The valve resembles a typical spring-loaded check valve, with a small addition for the anti-dribble function. These valves are mounted on the outlet fittings of the fuel injection pump, one per cylinder injector. They are always mounted at the pump end of the pipes between the pump and injectors.

The check valve aspect is a conical valve or 'mitre valve', held against a matching conical seat by a spring. As these valves must work at high pressure, the valve faces are accurately ground to shape. The valve is also held accurately concentric to its seat by a fluted extension, usually cross-shaped or three-winged, below the seat. This extension is merely a guide and does not act as a valve.

Anti-dribble action is provided by a second valve seat, below the conical main seat (i.e. on the pump side). This is a cylindrical valve, fitting a cylindrical seat. This valve seat closes first, before the mitre valve, and shuts off the fuel flow. As the seat is cylindrical though, the spring pressure does not hold the seat surfaces together to make a tight seal, and so the mitre valve is still needed.

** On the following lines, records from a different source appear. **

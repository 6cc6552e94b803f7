//! mastoblock - keep a Mastodon instance's domain blocks in sync with a JSON blocklist.

use anyhow::Result;

#[tokio::main]
async fn main() -> Result<()> {
    mastoblock_cli::run().await
}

Once the cylindrical valve has closed, the spring presses it still further down through the seat. There is a small distance between the point where the cylindrical valve first closes, and where the mitre valve finally closes. This has the effect of slightly increasing the volume of the closed-off volume, including the delivery pipe. As liquids are near-incompressible, even this tiny change in volume has the effect of dropping the pressure in the pipe. This drop in pressure allows the injector valve to close fully, without leakage or dribble.

This drop in pressure upon valve closure also helps to avoid the effects of water hammer within the delivery pipe. This can, if uncontrolled, cause the injector valve to bounce upon its seat and encourage dribble, or even to cause work hardening and eventual fracture to the pipework.